Aseptic necrosis, also referred to as osteonecrosis or avascular necrosis, of the femoral head is another important underlying pathology that can result in the need for artificial hip replacement. The causes of aseptic necrosis are truly legion, including anemia, corticosteroid use, ethanol abuse, pancreatitis, and trauma. Many cases of aseptic necrosis are idiopathic as well [4]. Pavelka [5] has observed that the femoral head is a common site of osteonecrosis and that almost one-half of all cases of femoral head osteonecrosis require hip arthroplasty. The mean age of patients with aseptic necrosis of the femoral head is far lower than that of their counterparts with severe osteoarthritis of the hip. Aseptic necrosis patients are often near 40 years of age [6]. The life expectancy of such patients is substantially greater than the typical patient who receives an artificial hip secondary to osteoarthritis. Aseptic necrosis patients pose a greater clinical challenge, as they will be more likely to require revision of their artificial hip implant because of their generally younger age at initial implantation.

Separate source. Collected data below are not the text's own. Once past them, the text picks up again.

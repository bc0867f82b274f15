/*
Copyright 2025 Connor Nolan

Licensed under the Apache License, Version 2.0 (the "License");
you may not use this file except in compliance with the License.
You may obtain a copy of the License at

    http://www.apache.org/licenses/LICENSE-2.0

Unless required by applicable law or agreed to in writing, software
distributed under the License is distributed on an "AS IS" BASIS,
WITHOUT WARRANTIES OR CONDITIONS OF ANY KIND, either express or implied.
See the License for the specific language governing permissions and
limitations under the License.
*/

use super::labels::{branch_label, safe_name};
use super::{Lowerer, R1, R2, R4};
use crate::lir::{InstrFlags, Instruction, LirOp, Operand, OperandSize};

impl Lowerer {
    /// call: pop the N arguments off the caller's stack into the callee's
    /// argument frame, slot N-1 first down to slot 0, then call. The
    /// observed bytecode subset never consumes return values, so none is
    /// synthesized.
    pub(crate) fn lower_call(&mut self, method: &str, args: u32) {
        for slot in (0..args).rev() {
            self.pop_into(R1);
            self.emit(Instruction::with2(
                LirOp::Mov,
                InstrFlags::QWORD
                    | InstrFlags::DEST_REGISTER
                    | InstrFlags::DEST_POINTER
                    | InstrFlags::SRC_REGISTER,
                Operand::Reg(R4.offset((slot * self.pointer_size()) as i32)),
                Operand::Reg(R1),
            ));
        }
        self.emit(Instruction::with1(
            LirOp::Call,
            InstrFlags::LABEL,
            Operand::Label(safe_name(method)),
        ));
    }

    /// br: unconditional jump to the branch label at `target`.
    pub(crate) fn lower_br(&mut self, method_hash: u16, target: u32) {
        self.emit(Instruction::with1(
            LirOp::Jmp,
            InstrFlags::LABEL,
            Operand::Label(branch_label(method_hash, target)),
        ));
    }

    /// brtrue/brfalse: compare the popped value against zero, then jump
    /// on the given condition.
    pub(crate) fn lower_branch_unary(
        &mut self,
        condition: InstrFlags,
        method_hash: u16,
        target: u32,
    ) {
        self.pop_into(R1);
        self.emit(Instruction::with2(
            LirOp::Cmp,
            InstrFlags::QWORD | InstrFlags::DEST_REGISTER | InstrFlags::IMMEDIATE,
            Operand::Reg(R1),
            Operand::Imm(0),
        ));
        self.emit(Instruction::with1(
            LirOp::Jmp,
            InstrFlags::LABEL | condition,
            Operand::Label(branch_label(method_hash, target)),
        ));
    }

    /// Two-operand conditional branches: Cmp R2, R1 then a conditional
    /// jump. The unsigned variants share the signed condition codes.
    pub(crate) fn lower_branch_cmp(
        &mut self,
        condition: InstrFlags,
        method_hash: u16,
        target: u32,
    ) {
        self.pop_into(R1);
        self.pop_into(R2);
        self.emit(Instruction::with2(
            LirOp::Cmp,
            InstrFlags::QWORD | InstrFlags::DEST_REGISTER | InstrFlags::SRC_REGISTER,
            Operand::Reg(R2),
            Operand::Reg(R1),
        ));
        self.emit(Instruction::with1(
            LirOp::Jmp,
            InstrFlags::LABEL | condition,
            Operand::Label(branch_label(method_hash, target)),
        ));
    }

    /// ceq/clt/cgt: Cmp R2, R1; byte-sized Set into R2; push.
    pub(crate) fn lower_compare(&mut self, condition: InstrFlags) {
        self.pop_into(R1);
        self.pop_into(R2);
        self.emit(Instruction::with2(
            LirOp::Cmp,
            InstrFlags::QWORD | InstrFlags::DEST_REGISTER | InstrFlags::SRC_REGISTER,
            Operand::Reg(R2),
            Operand::Reg(R1),
        ));
        self.emit(Instruction::with1(
            LirOp::Set,
            InstrFlags::BYTE | InstrFlags::DEST_REGISTER | condition,
            Operand::Reg(R2.sized(OperandSize::Byte)),
        ));
        self.push_from(R2);
    }
}
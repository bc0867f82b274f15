/*
Copyright 2025 Connor Nolan

Licensed under the Apache License, Version 2.0 (the "License");
you may not use this file except in compliance with the License.
You may obtain a copy of the License at

    http://www.apache.org/licenses/LICENSE-2.0

Unless required by applicable law or agreed to in writing, software
distributed under the License is distributed on an "AS IS" BASIS,
WITHOUT WARRANTIES OR CONDITIONS OF ANY KIND, either express or implied.
See the License for the specific language governing permissions and
limitations under the License.
*/

use anyhow::Result;
use std::collections::HashMap;
use std::fs;
use std::path::{Path, PathBuf};

pub trait FileReader {
    fn read_to_string(&self, path: &Path) -> Result<String>;
    fn read_binary(&self, path: &Path) -> Result<Vec<u8>>;
}

// production file reader
pub struct OsFileReader;

impl FileReader for OsFileReader {
    fn read_to_string(&self, path: &Path) -> Result<String> {
        Ok(fs::read_to_string(path)?)
    }

    fn read_binary(&self, path: &Path) -> Result<Vec<u8>> {
        Ok(fs::read(path)?)
    }
}

// Enum to hold either text or binary data
#[derive(Clone)]
enum FileData {
    Text(String),
    Binary(Vec<u8>),
}

// mock file reader for testing
#[derive(Default)]
pub struct MockFileReader {
    files: HashMap<PathBuf, FileData>,
}

impl MockFileReader {
    pub fn add_file(&mut self, path: &str, content: &str) {
        self.files
            .insert(PathBuf::from(path), FileData::Text(content.to_string()));
    }

    pub fn add_binary_file(&mut self, path: &str, content: &[u8]) {
        self.files
            .insert(PathBuf::from(path), FileData::Binary(content.to_vec()));
    }
}

impl FileReader for MockFileReader {
    fn read_to_string(&self, path: &Path) -> Result<String> {
        match self.files.get(path) {
            Some(FileData::Text(content)) => Ok(content.clone()),
            Some(FileData::Binary(_)) => Err(anyhow::anyhow!(
                "Cannot read binary file as string: {}",
                path.display()
            )),
            None => Err(anyhow::anyhow!("Mock file not found: {}", path.display())),
        }
    }

    fn read_binary(&self, path: &Path) -> Result<Vec<u8>> {
        match self.files.get(path) {
            Some(FileData::Binary(content)) => Ok(content.clone()),
            Some(FileData::Text(content)) => Ok(content.clone().into_bytes()),
            None => Err(anyhow::anyhow!("Mock file not found: {}", path.display())),
        }
    }
}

Total hip arthroplasty can yield very substantial clinical dividends. These benefits were well quantified in a study by Bachmeier et al. [7]. A total of 86 patients with osteoarthritis of the hip who received artificial hip arthroplasty were followed for 1 year. Dramatic improvements in function and quality of life were documentedby the use of the Western Ontario and McMaster Universities Osteoarthritis Index, a well established and recognized tool. One year following hip replacement, the following observations were made: a 71% reduction in pain, a 55% reduction in stiffness, and a 68% increase in physical function. The study also employed the Medical Outcomes Study SF-36 Health Survey to assess the impact of the hip replacement. Again, the observed clinical changes were dramatic. The measures for pain improved 22%, indicating a decrease in pain, and there were improvements in physical function (247%), physical role functioning (402%), general health (110%), vitality (143%), social functioning (275%), and mental health (114%).

An examination of the medical literature in the aggregate for evidence of improvement of the patient's health-related quality of life following total hip arthroplasty was conducted by Ethgen et al. [8]. This examination included studies published in French or English during January 1980-June 2003 that utilized a prospective cohort study design and what the authors considered to be a validated self-reported quality of life measurement tool. The authors included 32 studies of both total hip and knee arthroplasty and 26 studies limited to total hip arthroplasty. They concluded that total hip arthroplasty was highly successful in improving health-related quality of life parameters. The failure of age to present a barrier to favorable total hip arthroplasty outcomes was another noteworthy conclusion.